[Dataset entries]
//! Importer hand-off types and the flattened node hierarchy
//!
//! The asset importer supplies a recursive [`RawNode`] tree, per-mesh bone
//! lists and per-clip keyframe tracks. Matrices arrive in the importer's
//! row-major layout ([`RowMatrix`]) and are converted once into the engine's
//! column-major [`Mat4`] when the skeleton and [`NodeTree`] are built.

use glam::{Mat4, Quat, Vec3};

#[cfg(feature = "serde")]
use serde::{Deserialize, Serialize};

/// 4x4 matrix in the importer's row-major layout
#[derive(Debug, Clone, Copy, PartialEq)]
#[cfg_attr(feature = "serde", derive(Serialize, Deserialize))]
pub struct RowMatrix(pub [[f32; 4]; 4]);

impl RowMatrix {
    /// Identity matrix
    pub const IDENTITY: Self = Self([
        [1.0, 0.0, 0.0, 0.0],
        [0.0, 1.0, 0.0, 0.0],
        [0.0, 0.0, 1.0, 0.0],
        [0.0, 0.0, 0.0, 1.0],
    ]);

    /// Convert to the engine layout. Storage transpose only, the transform
    /// itself is unchanged.
    pub fn to_mat4(&self) -> Mat4 {
        Mat4::from_cols_array_2d(&self.0).transpose()
    }
}

impl Default for RowMatrix {
    fn default() -> Self {
        Self::IDENTITY
    }
}

impl From<Mat4> for RowMatrix {
    fn from(m: Mat4) -> Self {
        Self(m.transpose().to_cols_array_2d())
    }
}

impl From<RowMatrix> for Mat4 {
    fn from(m: RowMatrix) -> Self {
        m.to_mat4()
    }
}

/// Node of the importer's scene graph
#[derive(Debug, Clone, PartialEq, Default)]
#[cfg_attr(feature = "serde", derive(Serialize, Deserialize))]
pub struct RawNode {
    pub name: String,
    /// Local bind transform relative to the parent node
    pub transform: RowMatrix,
    pub children: Vec<RawNode>,
}

impl RawNode {
    /// Create a leaf node
    pub fn new(name: impl Into<String>, transform: impl Into<RowMatrix>) -> Self {
        Self {
            name: name.into(),
            transform: transform.into(),
            children: Vec::new(),
        }
    }

    /// Append a child and return self
    pub fn with_child(mut self, child: RawNode) -> Self {
        self.children.push(child);
        self
    }
}

/// Bone reference as stored on a mesh
#[derive(Debug, Clone, PartialEq)]
#[cfg_attr(feature = "serde", derive(Serialize, Deserialize))]
pub struct RawBone {
    pub name: String,
    /// Maps a mesh-space vertex into bone-local space at rest
    pub offset_matrix: RowMatrix,
}

impl RawBone {
    pub fn new(name: impl Into<String>, offset_matrix: impl Into<RowMatrix>) -> Self {
        Self {
            name: name.into(),
            offset_matrix: offset_matrix.into(),
        }
    }
}

/// Mesh with its bone references
#[derive(Debug, Clone, PartialEq, Default)]
#[cfg_attr(feature = "serde", derive(Serialize, Deserialize))]
pub struct RawMesh {
    pub name: String,
    pub bones: Vec<RawBone>,
}

impl RawMesh {
    pub fn new(name: impl Into<String>, bones: Vec<RawBone>) -> Self {
        Self {
            name: name.into(),
            bones,
        }
    }
}

/// Time-stamped translation or scale sample
#[derive(Debug, Clone, Copy, PartialEq)]
#[cfg_attr(feature = "serde", derive(Serialize, Deserialize))]
pub struct RawVectorKey {
    pub time: f64,
    pub value: [f32; 3],
}

impl RawVectorKey {
    pub fn new(time: f64, value: Vec3) -> Self {
        Self {
            time,
            value: value.to_array(),
        }
    }
}

/// Time-stamped rotation sample, value stored as `[x, y, z, w]`
#[derive(Debug, Clone, Copy, PartialEq)]
#[cfg_attr(feature = "serde", derive(Serialize, Deserialize))]
pub struct RawQuatKey {
    pub time: f64,
    pub value: [f32; 4],
}

impl RawQuatKey {
    pub fn new(time: f64, value: Quat) -> Self {
        Self {
            time,
            value: value.to_array(),
        }
    }
}

/// Keyframe tracks of one node in one clip
#[derive(Debug, Clone, PartialEq, Default)]
#[cfg_attr(feature = "serde", derive(Serialize, Deserialize))]
pub struct RawNodeTrack {
    pub node_name: String,
    pub position_keys: Vec<RawVectorKey>,
    pub rotation_keys: Vec<RawQuatKey>,
    pub scaling_keys: Vec<RawVectorKey>,
}

impl RawNodeTrack {
    /// Whether at least one of the three tracks has keys
    pub fn has_keys(&self) -> bool {
        !self.position_keys.is_empty()
            || !self.rotation_keys.is_empty()
            || !self.scaling_keys.is_empty()
    }
}

/// One animation clip as delivered by the importer
#[derive(Debug, Clone, PartialEq, Default)]
#[cfg_attr(feature = "serde", derive(Serialize, Deserialize))]
pub struct RawAnimation {
    pub name: String,
    /// Duration in ticks
    pub duration: f64,
    /// Source tick rate, may be zero or negative in malformed files
    pub ticks_per_second: f64,
    pub channels: Vec<RawNodeTrack>,
}

/// Everything the importer hands over for one model
#[derive(Debug, Clone, PartialEq, Default)]
#[cfg_attr(feature = "serde", derive(Serialize, Deserialize))]
pub struct RawScene {
    pub root: RawNode,
    pub meshes: Vec<RawMesh>,
    pub animations: Vec<RawAnimation>,
}

/// Index of a node inside a [`NodeTree`]
#[derive(Debug, Clone, Copy, PartialEq, Eq, Hash, PartialOrd, Ord)]
#[cfg_attr(feature = "serde", derive(Serialize, Deserialize))]
pub struct NodeId(pub usize);

impl NodeId {
    pub fn index(self) -> usize {
        self.0
    }
}

/// Flattened scene node
#[derive(Debug, Clone, PartialEq)]
#[cfg_attr(feature = "serde", derive(Serialize, Deserialize))]
pub struct SceneNode {
    pub name: String,
    /// Local bind transform in engine layout
    pub transform: Mat4,
    pub parent: Option<NodeId>,
    pub children: Vec<NodeId>,
}

/// Read-only arena of scene nodes in pre-order.
///
/// A parent always has a lower index than its children; the root is
/// `NodeId(0)`.
#[derive(Debug, Clone, PartialEq)]
#[cfg_attr(feature = "serde", derive(Serialize, Deserialize))]
pub struct NodeTree {
    nodes: Vec<SceneNode>,
}

impl NodeTree {
    /// Flatten an importer tree
    pub fn from_raw(root: &RawNode) -> Self {
        let mut nodes: Vec<SceneNode> = Vec::new();
        let mut stack: Vec<(&RawNode, Option<NodeId>)> = vec![(root, None)];

        while let Some((raw, parent)) = stack.pop() {
            let id = NodeId(nodes.len());
            nodes.push(SceneNode {
                name: raw.name.clone(),
                transform: raw.transform.to_mat4(),
                parent,
                children: Vec::with_capacity(raw.children.len()),
            });
            if let Some(parent) = parent {
                nodes[parent.0].children.push(id);
            }
            // Reverse push keeps sibling order on pop
            for child in raw.children.iter().rev() {
                stack.push((child, Some(id)));
            }
        }

        Self { nodes }
    }

    pub fn root(&self) -> NodeId {
        NodeId(0)
    }

    pub fn get(&self, id: NodeId) -> Option<&SceneNode> {
        self.nodes.get(id.0)
    }

    pub fn len(&self) -> usize {
        self.nodes.len()
    }

    pub fn is_empty(&self) -> bool {
        self.nodes.is_empty()
    }

    /// Nodes in pre-order
    pub fn iter(&self) -> impl Iterator<Item = (NodeId, &SceneNode)> {
        self.nodes.iter().enumerate().map(|(i, n)| (NodeId(i), n))
    }

    /// First node with the given name in pre-order
    pub fn find(&self, name: &str) -> Option<NodeId> {
        self.nodes.iter().position(|n| n.name == name).map(NodeId)
    }

    pub fn children(&self, id: NodeId) -> &[NodeId] {
        self.nodes.get(id.0).map_or(&[], |n| n.children.as_slice())
    }

    pub fn parent(&self, id: NodeId) -> Option<NodeId> {
        self.nodes.get(id.0).and_then(|n| n.parent)
    }

    /// Bind transform of the root node
    pub fn root_transform(&self) -> Mat4 {
        self.nodes.first().map_or(Mat4::IDENTITY, |n| n.transform)
    }
}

Work request:
Each line above that includes "parent" should be shown.

Task result:
    /// Local bind transform relative to the parent node
    pub parent: Option<NodeId>,
/// A parent always has a lower index than its children; the root is
        while let Some((raw, parent)) = stack.pop() {
                parent,
            if let Some(parent) = parent {
                nodes[parent.0].children.push(id);
    pub fn parent(&self, id: NodeId) -> Option<NodeId> {
        self.nodes.get(id.0).and_then(|n| n.parent)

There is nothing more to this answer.